> **Stored items**
[Start of section]
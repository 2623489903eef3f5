//! Category collections and the optional per-day index.
//!
//! Every included record lands in its flat collection in input order. With
//! day grouping on, it is additionally indexed under the calendar day of its
//! start time; records with an unknown start time stay out of the day index
//! but remain in the flat collections.

use std::collections::BTreeMap;

use crate::classify::{Activity, Track, Visit};
use crate::timestamp::{date_key, Timestamp};

/// Calendar day (`YYYY-MM-DD`) used as a grouping key.
pub type DayKey = String;

/// Positions into the flat collections for one day.
#[derive(Debug, Clone, Default, PartialEq, Eq)]
pub struct DayIndex {
    pub activities: Vec<usize>,
    pub visits: Vec<usize>,
    pub tracks: Vec<usize>,
}

/// Accumulated, filtered records of one run.
#[derive(Debug, Clone, Default)]
pub struct Categories {
    pub activities: Vec<Activity>,
    pub visits: Vec<Visit>,
    pub tracks: Vec<Track>,
    /// Ascending by key, which is chronological for zero-padded dates
    pub by_day: BTreeMap<DayKey, DayIndex>,
}

/// One unit of folder output: everything under a single grouping key.
///
/// `day` is `None` for the flat (ungrouped) layout.
#[derive(Debug, Clone)]
pub struct Group<'a> {
    pub day: Option<&'a str>,
    pub activities: Vec<&'a Activity>,
    pub visits: Vec<&'a Visit>,
    pub tracks: Vec<&'a Track>,
}

impl Group<'_> {
    pub fn is_empty(&self) -> bool {
        self.activities.is_empty() && self.visits.is_empty() && self.tracks.is_empty()
    }
}

impl Categories {
    pub fn is_empty(&self) -> bool {
        self.activities.is_empty() && self.visits.is_empty() && self.tracks.is_empty()
    }

    /// Groups to emit, in document order.
    ///
    /// Flat mode yields a single group holding every record. Grouped mode
    /// yields one group per day key present in any category.
    pub fn groups(&self, group_by_day: bool) -> Vec<Group<'_>> {
        if !group_by_day {
            return vec![Group {
                day: None,
                activities: self.activities.iter().collect(),
                visits: self.visits.iter().collect(),
                tracks: self.tracks.iter().collect(),
            }];
        }

        self.by_day
            .iter()
            .map(|(day, index)| Group {
                day: Some(day.as_str()),
                activities: index.activities.iter().map(|&i| &self.activities[i]).collect(),
                visits: index.visits.iter().map(|&i| &self.visits[i]).collect(),
                tracks: index.tracks.iter().map(|&i| &self.tracks[i]).collect(),
            })
            .collect()
    }
}

/// Builds [`Categories`] from included records.
#[derive(Debug, Default)]
pub struct Aggregator {
    categories: Categories,
    group_by_day: bool,
}

impl Aggregator {
    pub fn new(group_by_day: bool) -> Self {
        Self {
            categories: Categories::default(),
            group_by_day,
        }
    }

    fn day_entry(&mut self, start_time: Option<&Timestamp>) -> Option<&mut DayIndex> {
        if !self.group_by_day {
            return None;
        }
        let key = date_key(start_time?);
        Some(self.categories.by_day.entry(key).or_default())
    }

    pub fn push_activity(&mut self, activity: Activity) {
        let position = self.categories.activities.len();
        if let Some(day) = self.day_entry(activity.start_time.as_ref()) {
            day.activities.push(position);
        }
        self.categories.activities.push(activity);
    }

    pub fn push_visit(&mut self, visit: Visit) {
        let position = self.categories.visits.len();
        if let Some(day) = self.day_entry(visit.start_time.as_ref()) {
            day.visits.push(position);
        }
        self.categories.visits.push(visit);
    }

    pub fn push_track(&mut self, track: Track) {
        let position = self.categories.tracks.len();
        if let Some(day) = self.day_entry(track.start_time.as_ref()) {
            day.tracks.push(position);
        }
        self.categories.tracks.push(track);
    }

    pub fn finish(self) -> Categories {
        self.categories
    }
}

#[cfg(test)]
mod tests {
    use super::*;
    use crate::classify::{classify, Classified};
    use serde_json::json;

    fn activity_at(start: Option<&str>) -> Activity {
        let mut raw = json!({"activity": {"start": "geo:1.0,2.0", "end": "geo:3.0,4.0"}});
        if let Some(start) = start {
            raw["startTime"] = json!(start);
        }
        match classify(&raw) {
            Classified::Activity(a) => a,
            other => panic!("expected activity, got {:?}", other),
        }
    }

    fn visit_at(start: &str) -> Visit {
        let raw = json!({
            "startTime": start,
            "visit": {"topCandidate": {"placeLocation": "geo:5.0,6.0"}}
        });
        match classify(&raw) {
            Classified::Visit(v) => v,
            other => panic!("expected visit, got {:?}", other),
        }
    }

    #[test]
    fn test_flat_mode_single_group() {
        let mut agg = Aggregator::new(false);
        agg.push_activity(activity_at(Some("2024-03-02T10:00:00Z")));
        agg.push_activity(activity_at(Some("2024-03-01T10:00:00Z")));
        let categories = agg.finish();

        assert!(categories.by_day.is_empty());
        let groups = categories.groups(false);
        assert_eq!(groups.len(), 1);
        assert_eq!(groups[0].day, None);
        // Input order preserved
        assert_eq!(
            groups[0].activities[0].start_time,
            categories.activities[0].start_time
        );
    }

    #[test]
    fn test_grouped_days_ascending() {
        let mut agg = Aggregator::new(true);
        agg.push_visit(visit_at("2024-03-02T09:00:00Z"));
        agg.push_activity(activity_at(Some("2024-03-01T10:00:00Z")));
        agg.push_activity(activity_at(Some("2024-03-01T12:00:00Z")));
        let categories = agg.finish();

        let groups = categories.groups(true);
        let days: Vec<_> = groups.iter().map(|g| g.day).collect();
        assert_eq!(days, vec![Some("2024-03-01"), Some("2024-03-02")]);
        assert_eq!(groups[0].activities.len(), 2);
        assert!(groups[0].visits.is_empty());
        assert_eq!(groups[1].visits.len(), 1);
        assert!(groups[1].activities.is_empty());
    }

    #[test]
    fn test_unknown_start_skips_day_index_only() {
        let mut agg = Aggregator::new(true);
        agg.push_activity(activity_at(None));
        let categories = agg.finish();

        assert_eq!(categories.activities.len(), 1);
        assert!(categories.by_day.is_empty());
        assert!(categories.groups(true).is_empty());
        assert_eq!(categories.groups(false)[0].activities.len(), 1);
    }

    #[test]
    fn test_day_key_uses_record_offset() {
        let mut agg = Aggregator::new(true);
        // 2024-03-01 locally, 2024-02-29 in UTC
        agg.push_activity(activity_at(Some("2024-03-01T01:00:00+08:00")));
        let categories = agg.finish();
        assert!(categories.by_day.contains_key("2024-03-01"));
    }
}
[End of section]
> **Assigned task**
What is wanted is every line from the first line of the entries through the line that contains "calendar day of its", given again exactly.

> **Answer for the task**
repository 2623489903eef3f5
//! Category collections and the optional per-day index.
//!
//! Every included record lands in its flat collection in input order. With
//! day grouping on, it is additionally indexed under the calendar day of its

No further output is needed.